[fprint] fingerprints as a crypto key?

Brian J. Murrell brian at interlinx.bc.ca
Sat Jul 13 19:45:24 PDT 2013


I opened bug 66881 about this but I wonder if discussion on the list is 
more appropriate so here goes...

I wonder what the general consensus is about using fingerprints to 
[un]lock a password store.  Is there enough information in a fingerprint 
to provide a decent level of cryptographic security?

If you consider the average user password, and let's give them the 
benefit of the doubt and say it's 8 characters of some mixture of upper 
and lower case letters, punctuation, numerals, etc.  Let's even give 
them the whole lower 7 bits of the ascii character set, which is 
generous both because the first 32 characters are not even type-able and 
because I hazard to guess that most users don't use anywhere near the 
full array of the remaining 96 characters.

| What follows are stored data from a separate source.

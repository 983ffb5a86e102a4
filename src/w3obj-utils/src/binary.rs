//! Utilities for writing structured little-endian binary data.
//!
//! Reading goes through [`ByteCursor`][crate::ByteCursor] instead, which
//! reports exhausted input without consuming anything.

use std::io::{self, Write};

use byteorder::{WriteBytesExt, LE};

/// Writes a fixed-size identifier of `N` raw bytes to the stream.
#[inline]
pub fn write_tag<W: Write, const N: usize>(out: &mut W, tag: [u8; N]) -> io::Result<()> {
    out.write_all(&tag)
}

macro_rules! int_write_impl {
    ($($fn:ident($ty:ty) => $method:ident),* $(,)*) => {
        $(
            #[doc = concat!("Writes a [`", stringify!($ty), "`] value to the data stream.")]
            #[inline]
            pub fn $fn<W: Write>(out: &mut W, v: $ty) -> io::Result<()> {
                out.$method::<LE>(v)
            }
        )*
    };
}

int_write_impl! {
    write_int32(i32) => write_i32,
    write_float32(f32) => write_f32,
}

/// Writes a string as raw bytes followed by a single null terminator.
///
/// No length prefix is emitted. The bytes must not contain a null
/// byte themselves or readers will cut the string short.
#[inline]
pub fn write_cstr<W: Write>(out: &mut W, v: &[u8]) -> io::Result<()> {
    out.write_all(v)?;
    out.write_u8(0)
}

/// Writes a sequence of elements using the given writer function.
///
/// When `prefixed` is set, the element count is written upfront as
/// a signed 32-bit integer.
#[inline]
pub fn write_seq<F, T, W>(out: &mut W, prefixed: bool, seq: &[T], mut f: F) -> io::Result<()>
where
    F: FnMut(&mut W, &T) -> io::Result<()>,
    W: Write,
{
    if prefixed {
        let len = i32::try_from(seq.len())
            .map_err(|_| io::Error::new(io::ErrorKind::InvalidInput, "sequence too long"))?;
        write_int32(out, len)?;
    }
    for v in seq {
        f(out, v)?;
    }

    Ok(())
}
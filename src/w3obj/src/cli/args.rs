use clap::{ArgAction, Args, ValueEnum};
use w3obj_modfile::UnknownTypePolicy;

/// Configures the verbosity of the builtin logger.
#[derive(Clone, Copy, Debug, Args)]
pub struct Verbosity {
    /// Configures the log verbosity of w3obj.
    ///
    /// `-v` is Debug, `-vv` is Trace.
    #[clap(short, long, action = ArgAction::Count, global = true)]
    pub verbose: u8,
}

impl Verbosity {
    /// Configures the global logger based on the settings.
    pub fn setup(self) -> eyre::Result<()> {
        simple_logger::init_with_level(self.log_level())?;
        Ok(())
    }

    fn log_level(self) -> log::Level {
        match self.verbose {
            0 => log::Level::Info,
            1 => log::Level::Debug,
            _ => log::Level::Trace,
        }
    }
}

/// How to decode value types outside the documented ones.
#[derive(Clone, Copy, Debug, Default, PartialEq, Eq, ValueEnum)]
pub enum UnknownTypes {
    /// Keep the value as an opaque 4-byte integer.
    #[default]
    Opaque,
    /// Read an integer only for codes above 100 and a placeholder
    /// string without payload otherwise.
    Placeholder,
    /// Fail on the first unknown type code.
    Reject,
}

impl From<UnknownTypes> for UnknownTypePolicy {
    fn from(v: UnknownTypes) -> Self {
        match v {
            UnknownTypes::Opaque => Self::Opaque,
            UnknownTypes::Placeholder => Self::Placeholder,
            UnknownTypes::Reject => Self::Reject,
        }
    }
}
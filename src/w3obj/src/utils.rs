use std::{
    fs,
    io::{BufWriter, Write},
    path::Path,
};

use eyre::Context;
use serde::Serialize;

/// Serializes the given value as pretty-printed JSON into a new file
/// at `path`.
pub fn write_json<T: Serialize>(path: &Path, value: &T) -> eyre::Result<()> {
    let file = fs::File::create(path)
        .with_context(|| format!("failed to create '{}'", path.display()))?;

    let mut writer = BufWriter::new(file);
    serde_json::to_writer_pretty(&mut writer, value)?;
    writeln!(writer)?;
    writer.flush()?;

    Ok(())
}
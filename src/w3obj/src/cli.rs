use clap::Parser;

use crate::cmd::convert::Convert;

mod args;
pub use args::*;

/// Converts Warcraft III object modification files to and from CSV.
///
/// The direction is chosen from the file extensions: a `.w3u`, `.w3t`,
/// `.w3h` or `.w3a` input is written as `.csv` or `.json`, and a `.csv`
/// input is written as one of the binary variants or `.json`.
#[derive(Debug, Parser)]
#[clap(author, version, about, long_about = None)]
pub struct Cli {
    #[clap(flatten)]
    pub command: Convert,

    #[clap(flatten)]
    pub verbosity: Verbosity,
}

#[cfg(test)]
mod tests {
    use clap::CommandFactory;

    use super::*;

    #[test]
    fn verify_cli() {
        Cli::command().debug_assert();
    }

    #[test]
    fn requires_both_paths() {
        assert!(Cli::try_parse_from(["w3obj", "units.w3u"]).is_err());
        assert!(Cli::try_parse_from(["w3obj", "a.w3u", "b.csv", "c.csv"]).is_err());

        let cli = Cli::try_parse_from(["w3obj", "-vv", "units.w3u", "units.csv"]).unwrap();
        assert_eq!(cli.verbosity.verbose, 2);
    }
}
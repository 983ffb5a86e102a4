use std::fs;

use tempfile::tempdir;

use w3obj_csv::*;
use w3obj_modfile::{
    DecodeOptions, ModFile, ObjectKey, ObjectRecord, RecordStore, Schema, Source,
    Value, ValueType,
};

const UNITS: &str = "../w3obj-modfile/tests/data/units.w3u";
const ABILITIES: &str = "../w3obj-modfile/tests/data/abilities.w3a";

fn store(records: impl IntoIterator<Item = ObjectRecord>) -> RecordStore {
    records.into_iter().collect()
}

#[test]
fn binary_fixture_as_csv() -> Result<(), Box<dyn std::error::Error>> {
    let file = ModFile::read_path(UNITS, DecodeOptions::default())?;
    let text = encode(&file.records, EncodeOptions::default());

    assert_eq!(
        text,
        "Source,OriginalID,NewID,FieldID,Type,Value,Level,DataPointer\n\
         Original,hfoo,(base),uhpm,int,450,0,0\n\
         Original,hfoo,(base),unam,string,\"Footman, Elite \"\"Guard\"\"\",0,0\n\
         Custom,hfoo,h000,umvs,real,2.5,0,0\n"
    );

    Ok(())
}

#[test]
fn binary_survives_csv() -> Result<(), Box<dyn std::error::Error>> {
    for path in [UNITS, ABILITIES] {
        let data = fs::read(path)?;
        let file = ModFile::read_path(path, DecodeOptions::default())?;

        let text = encode(&file.records, EncodeOptions::default());
        let records = decode(&text);
        assert_eq!(records, file.records, "{path} records differ");

        let rebuilt = ModFile::new(file.variant, records).encode().unwrap();
        assert_eq!(rebuilt, data, "{path} did not survive CSV");
    }

    Ok(())
}

#[test]
fn commas_and_quotes_round_trip() {
    let records = store([ObjectRecord::new(
        Source::Custom,
        ObjectKey::new("hfoo", "h000"),
        "unam",
        Value::Str("Knight, \"the\" Brave".into()),
    )]);

    let text = encode(&records, EncodeOptions::default());
    assert_eq!(decode(&text), records);
}

#[test]
fn newlines_in_values_become_literal() {
    let records = store([ObjectRecord::new(
        Source::Custom,
        ObjectKey::new("hfoo", "h000"),
        "utub",
        Value::Str("line one\nline two".into()),
    )]);

    let text = encode(&records, EncodeOptions::default());
    assert!(text.contains(",line one\\nline two,"));

    let decoded = decode(&text);
    assert_eq!(
        decoded.records()[0].value,
        Value::Str("line one\\nline two".into())
    );
}

#[test]
fn quoted_fields_span_lines() {
    let text = "Source,OriginalID,NewID,FieldID,Type,Value\n\
                Custom,hfoo,h000,utub,string,\"first\r\nsecond, \"\"third\"\"\"\n\
                Custom,hfoo,h000,uhpm,int,5\n";

    let records = decode(text);
    assert_eq!(records.len(), 2);
    assert_eq!(
        records.records()[0].value,
        Value::Str("first\nsecond, \"third\"".into())
    );
    assert_eq!(records.records()[1].value, Value::Int(5));
}

#[test]
fn malformed_rows_are_skipped() {
    let text = "Source,OriginalID,NewID,FieldID,Type,Value,Level,DataPointer\n\
                Custom,hfoo,h000,uhpm,int\n\
                ,hfoo,h000,uhpm,int,1\n\
                Custom,hfoo,h000,uhpm,,1\n\
                Unknown,hkni,h001,,,\n\
                \n\
                Custom,hfoo,h000,umvs,real,fast,x,\n\
                original,hpea,(base),uhpm,int,7\n";

    let records = decode(text);
    let rows: Vec<_> = records
        .iter()
        .map(|r| (r.source, r.key(), r.value.clone(), r.level, r.data_pointer))
        .collect();

    assert_eq!(
        rows,
        [
            (
                Source::Custom,
                ObjectKey::new("hfoo", "h000"),
                Value::Real(0.0),
                0,
                0
            ),
            (Source::Original, ObjectKey::base("hpea"), Value::Int(7), 0, 0),
        ]
    );
}

#[test]
fn unknown_types_keep_their_code() {
    let text = "header\nCustom,hfoo,h000,uxxx,type7,9\nCustom,hfoo,h000,uyyy,bool,1\n";
    let records = decode(text);

    let types: Vec<_> = records.iter().map(|r| r.value_type).collect();
    assert_eq!(types, [ValueType::Unknown(7), ValueType::Int]);
}

#[test]
fn header_only_and_empty_input() {
    assert!(decode("").is_empty());
    assert!(decode("Source,OriginalID,NewID,FieldID,Type,Value").is_empty());
    assert!(decode("Custom,hfoo,h000,uhpm,int,5").is_empty());
}

#[test]
fn decode_into_appends() {
    let mut records = store([ObjectRecord::new(
        Source::Original,
        ObjectKey::base("hpea"),
        "uhpm",
        Value::Int(1),
    )]);

    let added = decode_into(
        &mut records,
        "header\nCustom,hfoo,h000,uhpm,int,2\nCustom,hfoo,h000,umvs,real,3\n",
    );

    assert_eq!(added, 2);
    assert_eq!(records.len(), 3);
    assert_eq!(records.records()[0].value, Value::Int(1));
    assert_eq!(records.records()[2].value, Value::Real(3.0));
}

#[test]
fn byte_order_mark() {
    let records = store([ObjectRecord::new(
        Source::Original,
        ObjectKey::base("hpea"),
        "uhpm",
        Value::Int(1),
    )]);

    let text = encode(
        &records,
        EncodeOptions {
            byte_order_mark: true,
        },
    );
    assert!(text.starts_with("\u{feff}Source,"));
    assert_eq!(decode(&text), records);

    let plain = encode(&records, EncodeOptions::default());
    assert!(plain.starts_with("Source,"));
}

#[test]
fn basic_schema_omits_level_columns() {
    let mut records = RecordStore::with_schema(Schema::BASIC);
    records.push(
        ObjectRecord::new(
            Source::Custom,
            ObjectKey::new("AHbz", "A000"),
            "Hbz1",
            Value::Int(4),
        )
        .with_level(3, 1),
    );

    let text = encode(&records, EncodeOptions::default());
    assert_eq!(
        text,
        "Source,OriginalID,NewID,FieldID,Type,Value\nCustom,AHbz,A000,Hbz1,int,4\n"
    );
}

#[test]
fn level_columns_are_read() {
    let text = "header\nCustom,AHbz,A000,Hbz1,unreal,0.5,2, 5 \n";
    let records = decode(text);
    let record = &records.records()[0];

    assert_eq!(record.value_type, ValueType::Unreal);
    assert_eq!((record.level, record.data_pointer), (2, 5));
}

#[test]
fn selective_export() {
    let base = ObjectKey::base("hpea");
    let custom = ObjectKey::new("hfoo", "h000");
    let records = store([
        ObjectRecord::new(Source::Custom, custom.clone(), "uhpm", Value::Int(1)),
        ObjectRecord::new(Source::Original, base.clone(), "uhpm", Value::Int(2)),
        ObjectRecord::new(Source::Custom, custom.clone(), "umvs", Value::Int(3)),
    ]);
    let missing = ObjectKey::new("hkni", "h001");
    let missing_base = ObjectKey::base("hkni");

    let text = export_objects(
        &records,
        &[base, missing, custom, missing_base],
        EncodeOptions::default(),
    );
    assert_eq!(
        text,
        "Source,OriginalID,NewID,FieldID,Type,Value,Level,DataPointer\n\
         Original,hpea,(base),uhpm,int,2,0,0\n\
         Unknown,hkni,h001,,,,,\n\
         Custom,hfoo,h000,uhpm,int,1,0,0\n\
         Custom,hfoo,h000,umvs,int,3,0,0\n\
         Unknown,hkni,(base),,,,,\n"
    );

    assert_eq!(decode(&text).len(), 3);
}

#[test]
fn files_on_disk() -> Result<(), CsvError> {
    let records = store([ObjectRecord::new(
        Source::Custom,
        ObjectKey::new("hfoo", "h000"),
        "unam",
        Value::Str("Ritter".into()),
    )]);

    let dir = tempdir()?;
    let path = dir.path().join("units.csv");

    write_path(&records, &path, EncodeOptions::default())?;
    assert_eq!(read_path(&path)?, records);
    Ok(())
}
//! Benchmark different signal sizes.

use std::hint::black_box;

use criterion::{BenchmarkId, Criterion, criterion_group, criterion_main};
use cusum::Cusum;
use rand::{Rng as _, SeedableRng as _, rngs::StdRng};

/// Noisy signal with a single mean shift in the middle.
fn step_signal(len: usize) -> Vec<f64> {
    let mut rng = StdRng::seed_from_u64(0);

    (0..len)
        .map(|index| {
            let level = if index < len / 2 { 0.0 } else { 4.0 };
            level + rng.gen_range(-1.0..1.0)
        })
        .collect()
}

/// Full detection over growing signals, trial count held constant.
fn detection(criterion: &mut Criterion) {
    let mut group = criterion.benchmark_group("detect");

    for len in [64, 256, 1024] {
        let signal = step_signal(len);

        group.bench_with_input(BenchmarkId::from_parameter(len), &signal, |bencher, signal| {
            bencher.iter(|| {
                let found = Cusum::new()
                    .with_seed(0)
                    .with_iterations(100)
                    .detect_sorted(black_box(signal.as_slice()))
                    .expect("valid configuration");

                black_box(found)
            });
        });
    }

    group.finish();
}

criterion_group!(benches, detection);
criterion_main!(benches);
//! Error types.

/// Errors that can occur during detection.
#[derive(Debug, thiserror::Error)]
pub enum Error {
    /// Significance is the fraction of bootstrap trials, which requires at
    /// least one trial.
    #[error("bootstrap iteration count must be at least one")]
    InvalidIterations,
}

But even at 8 characters * 7 bits, that's 56 bits of crypto.  Does a 
fingerprint have more or less than 56 bits of information in it?

It seems odd to me that we can trust fingerprints enough to let people 
into their machines but we cannot trust them to {en|de}crypt a password 
store, the way gnome-keyring does with a pass{word|phrase}.

But if there was enough information in a fingerprint to use it to 
encrypt a password store, that opens up a number of interesting 
possibilities.  The most obvious is the gnome-password store, so you 
didn't have to enter a password after using your fingerprint to log in.

But another interesting possibility is using it to cryptographically 
store the passwords for authentication mechanisms that can't/don't use 
the fingerprint data, like kerberos so that every time a fingerprint is 
used to log in or unlock a screensaver, PAM does a kerberos ticket 
renewal the way it does currently with text based passwords.

Thoughts?

Cheers,
b.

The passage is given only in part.